---------- PROVIDED ENTRIES

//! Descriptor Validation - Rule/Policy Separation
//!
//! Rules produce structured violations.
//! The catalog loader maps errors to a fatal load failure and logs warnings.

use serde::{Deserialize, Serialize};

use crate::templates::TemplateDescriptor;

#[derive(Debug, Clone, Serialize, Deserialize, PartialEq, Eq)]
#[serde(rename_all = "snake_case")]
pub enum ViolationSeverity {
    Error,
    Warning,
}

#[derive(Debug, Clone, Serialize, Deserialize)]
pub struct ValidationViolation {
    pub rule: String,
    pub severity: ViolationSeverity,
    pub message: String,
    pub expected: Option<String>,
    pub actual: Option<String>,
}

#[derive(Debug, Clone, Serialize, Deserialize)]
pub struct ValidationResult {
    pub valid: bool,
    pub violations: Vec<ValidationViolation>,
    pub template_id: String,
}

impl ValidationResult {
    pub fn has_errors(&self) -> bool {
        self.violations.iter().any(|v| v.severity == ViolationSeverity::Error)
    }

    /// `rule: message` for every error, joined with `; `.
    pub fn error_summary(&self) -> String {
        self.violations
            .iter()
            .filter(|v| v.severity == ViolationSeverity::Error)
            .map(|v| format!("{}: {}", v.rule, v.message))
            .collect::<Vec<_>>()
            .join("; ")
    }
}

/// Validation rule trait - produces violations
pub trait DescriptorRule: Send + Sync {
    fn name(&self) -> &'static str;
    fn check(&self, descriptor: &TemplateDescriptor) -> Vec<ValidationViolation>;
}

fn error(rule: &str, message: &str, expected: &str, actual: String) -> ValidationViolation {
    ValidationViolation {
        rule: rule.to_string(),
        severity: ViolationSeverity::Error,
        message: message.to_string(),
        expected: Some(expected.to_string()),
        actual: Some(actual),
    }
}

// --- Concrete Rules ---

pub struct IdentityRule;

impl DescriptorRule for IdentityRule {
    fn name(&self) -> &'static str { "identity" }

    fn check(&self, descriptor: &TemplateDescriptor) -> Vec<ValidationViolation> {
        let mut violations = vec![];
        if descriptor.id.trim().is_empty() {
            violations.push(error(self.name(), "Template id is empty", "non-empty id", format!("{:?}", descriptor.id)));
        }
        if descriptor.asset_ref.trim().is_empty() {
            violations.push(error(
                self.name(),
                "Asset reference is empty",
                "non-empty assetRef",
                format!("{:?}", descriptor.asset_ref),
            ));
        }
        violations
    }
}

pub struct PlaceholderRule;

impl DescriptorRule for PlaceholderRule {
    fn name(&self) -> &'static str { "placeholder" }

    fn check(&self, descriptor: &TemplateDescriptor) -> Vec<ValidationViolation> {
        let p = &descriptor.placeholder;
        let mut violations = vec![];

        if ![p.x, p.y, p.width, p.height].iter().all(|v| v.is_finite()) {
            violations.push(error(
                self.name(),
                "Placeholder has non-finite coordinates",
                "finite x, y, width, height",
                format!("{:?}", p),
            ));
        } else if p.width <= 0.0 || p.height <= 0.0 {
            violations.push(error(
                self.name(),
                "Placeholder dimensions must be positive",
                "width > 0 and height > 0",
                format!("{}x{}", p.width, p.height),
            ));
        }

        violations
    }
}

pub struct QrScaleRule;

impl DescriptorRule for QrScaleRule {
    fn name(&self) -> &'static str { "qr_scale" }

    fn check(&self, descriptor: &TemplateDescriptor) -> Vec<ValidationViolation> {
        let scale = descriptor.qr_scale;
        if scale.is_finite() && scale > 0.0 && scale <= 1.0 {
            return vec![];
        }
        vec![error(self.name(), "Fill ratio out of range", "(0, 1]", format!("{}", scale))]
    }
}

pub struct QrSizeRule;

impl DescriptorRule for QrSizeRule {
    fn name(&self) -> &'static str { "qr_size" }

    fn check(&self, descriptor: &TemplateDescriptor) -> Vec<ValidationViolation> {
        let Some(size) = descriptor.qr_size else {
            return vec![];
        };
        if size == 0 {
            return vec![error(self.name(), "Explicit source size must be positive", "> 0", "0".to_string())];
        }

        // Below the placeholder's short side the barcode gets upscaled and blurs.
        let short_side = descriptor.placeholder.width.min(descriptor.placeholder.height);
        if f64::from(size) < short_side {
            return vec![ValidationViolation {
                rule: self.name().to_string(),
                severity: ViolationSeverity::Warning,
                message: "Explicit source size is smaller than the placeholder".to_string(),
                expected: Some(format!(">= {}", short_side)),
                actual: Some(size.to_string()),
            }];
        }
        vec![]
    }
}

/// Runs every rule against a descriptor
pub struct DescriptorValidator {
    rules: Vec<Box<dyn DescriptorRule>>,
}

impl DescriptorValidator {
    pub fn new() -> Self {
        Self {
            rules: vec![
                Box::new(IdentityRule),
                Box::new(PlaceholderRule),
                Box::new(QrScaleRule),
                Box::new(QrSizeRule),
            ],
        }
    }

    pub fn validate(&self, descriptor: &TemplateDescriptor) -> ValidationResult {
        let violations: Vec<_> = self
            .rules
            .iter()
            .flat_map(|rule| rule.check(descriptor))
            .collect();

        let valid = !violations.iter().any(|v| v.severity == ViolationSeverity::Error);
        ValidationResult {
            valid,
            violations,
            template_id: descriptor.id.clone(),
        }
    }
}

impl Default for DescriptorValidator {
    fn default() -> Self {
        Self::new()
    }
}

--------------------

EXERCISE BRIEF: Look through the entries above and list every line containing "DescriptorValidator".

PROBLEM SOLUTION:
pub struct DescriptorValidator {
impl DescriptorValidator {
impl Default for DescriptorValidator {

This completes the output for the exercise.